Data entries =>

▶

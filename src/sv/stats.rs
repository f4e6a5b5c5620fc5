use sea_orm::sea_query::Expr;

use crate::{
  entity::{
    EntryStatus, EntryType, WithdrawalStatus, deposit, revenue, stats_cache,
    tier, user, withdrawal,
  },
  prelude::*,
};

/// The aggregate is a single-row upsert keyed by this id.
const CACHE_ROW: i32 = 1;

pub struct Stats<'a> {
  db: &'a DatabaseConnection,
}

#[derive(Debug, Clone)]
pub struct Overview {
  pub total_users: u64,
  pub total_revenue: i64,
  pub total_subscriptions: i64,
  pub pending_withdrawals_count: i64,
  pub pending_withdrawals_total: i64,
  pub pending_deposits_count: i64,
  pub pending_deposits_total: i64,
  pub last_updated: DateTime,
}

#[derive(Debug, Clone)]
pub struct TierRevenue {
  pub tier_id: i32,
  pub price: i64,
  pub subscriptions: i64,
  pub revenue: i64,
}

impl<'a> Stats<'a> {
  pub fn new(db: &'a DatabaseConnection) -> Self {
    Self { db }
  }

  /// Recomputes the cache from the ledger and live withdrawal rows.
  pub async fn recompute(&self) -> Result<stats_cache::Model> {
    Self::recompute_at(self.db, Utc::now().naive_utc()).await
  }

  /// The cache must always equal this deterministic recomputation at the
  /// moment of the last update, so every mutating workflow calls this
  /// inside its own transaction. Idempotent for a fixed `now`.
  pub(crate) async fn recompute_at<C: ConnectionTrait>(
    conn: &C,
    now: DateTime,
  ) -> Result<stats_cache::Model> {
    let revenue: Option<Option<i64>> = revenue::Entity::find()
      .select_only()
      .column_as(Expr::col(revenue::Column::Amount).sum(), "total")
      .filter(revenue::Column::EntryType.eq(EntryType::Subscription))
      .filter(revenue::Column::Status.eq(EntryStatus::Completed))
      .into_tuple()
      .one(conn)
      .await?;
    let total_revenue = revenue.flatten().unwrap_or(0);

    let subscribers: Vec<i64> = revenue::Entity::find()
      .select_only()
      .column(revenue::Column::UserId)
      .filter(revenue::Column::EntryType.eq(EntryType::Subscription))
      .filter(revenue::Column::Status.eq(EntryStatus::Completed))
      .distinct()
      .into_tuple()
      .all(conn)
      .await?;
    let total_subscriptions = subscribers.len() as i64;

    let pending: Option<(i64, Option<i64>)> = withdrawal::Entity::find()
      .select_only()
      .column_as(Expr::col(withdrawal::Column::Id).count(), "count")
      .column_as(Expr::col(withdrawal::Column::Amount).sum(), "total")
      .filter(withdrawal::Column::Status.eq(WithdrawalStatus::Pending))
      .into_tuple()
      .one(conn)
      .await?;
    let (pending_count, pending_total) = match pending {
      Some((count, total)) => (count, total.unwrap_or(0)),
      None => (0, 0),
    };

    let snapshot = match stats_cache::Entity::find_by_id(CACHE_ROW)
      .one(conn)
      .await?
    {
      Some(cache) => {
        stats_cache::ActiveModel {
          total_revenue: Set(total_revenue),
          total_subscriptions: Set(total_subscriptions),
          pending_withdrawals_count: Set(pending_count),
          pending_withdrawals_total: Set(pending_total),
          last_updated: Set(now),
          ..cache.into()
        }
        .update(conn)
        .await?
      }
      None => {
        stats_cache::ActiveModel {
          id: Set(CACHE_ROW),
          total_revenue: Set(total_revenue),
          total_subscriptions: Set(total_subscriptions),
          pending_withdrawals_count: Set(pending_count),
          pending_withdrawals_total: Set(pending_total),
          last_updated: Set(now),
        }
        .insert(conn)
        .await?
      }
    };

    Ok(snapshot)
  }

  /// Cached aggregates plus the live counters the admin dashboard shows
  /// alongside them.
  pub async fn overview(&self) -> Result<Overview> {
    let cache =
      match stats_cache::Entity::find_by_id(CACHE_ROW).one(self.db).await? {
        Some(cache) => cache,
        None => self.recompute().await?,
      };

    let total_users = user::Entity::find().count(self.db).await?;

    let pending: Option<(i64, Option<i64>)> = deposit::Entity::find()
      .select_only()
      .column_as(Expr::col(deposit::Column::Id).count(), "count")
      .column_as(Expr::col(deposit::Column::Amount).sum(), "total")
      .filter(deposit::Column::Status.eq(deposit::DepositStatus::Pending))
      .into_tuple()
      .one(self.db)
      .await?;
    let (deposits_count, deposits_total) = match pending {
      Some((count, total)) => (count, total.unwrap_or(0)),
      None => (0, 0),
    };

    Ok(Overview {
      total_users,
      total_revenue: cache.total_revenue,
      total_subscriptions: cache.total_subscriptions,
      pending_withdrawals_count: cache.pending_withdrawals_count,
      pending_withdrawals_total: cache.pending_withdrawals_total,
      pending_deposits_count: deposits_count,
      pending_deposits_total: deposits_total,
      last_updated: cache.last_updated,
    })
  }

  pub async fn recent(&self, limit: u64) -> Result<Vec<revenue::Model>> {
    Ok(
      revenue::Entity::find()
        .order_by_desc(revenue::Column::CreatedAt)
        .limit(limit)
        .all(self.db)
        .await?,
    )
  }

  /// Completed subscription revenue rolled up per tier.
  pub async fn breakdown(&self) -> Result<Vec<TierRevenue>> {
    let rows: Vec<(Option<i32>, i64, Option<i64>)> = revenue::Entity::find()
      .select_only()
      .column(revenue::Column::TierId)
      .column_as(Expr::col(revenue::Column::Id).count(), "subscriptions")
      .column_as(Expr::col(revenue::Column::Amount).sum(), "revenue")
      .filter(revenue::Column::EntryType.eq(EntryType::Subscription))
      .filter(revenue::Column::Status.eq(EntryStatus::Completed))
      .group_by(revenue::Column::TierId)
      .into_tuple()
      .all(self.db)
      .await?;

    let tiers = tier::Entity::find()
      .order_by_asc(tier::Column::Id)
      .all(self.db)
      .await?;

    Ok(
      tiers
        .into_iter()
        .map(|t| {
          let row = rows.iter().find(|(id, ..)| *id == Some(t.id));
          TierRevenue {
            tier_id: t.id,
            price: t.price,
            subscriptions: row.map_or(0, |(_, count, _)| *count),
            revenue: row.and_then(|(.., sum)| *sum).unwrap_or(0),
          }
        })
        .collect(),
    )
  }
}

◀

WHAT YOU ARE ASKED TO DO =>
In the data above, find each line that has the word "rows" and copy it out.

ANSWER BOX =>
  /// Recomputes the cache from the ledger and live withdrawal rows.
    let rows: Vec<(Option<i32>, i64, Option<i64>)> = revenue::Entity::find()
          let row = rows.iter().find(|(id, ..)| *id == Some(t.id));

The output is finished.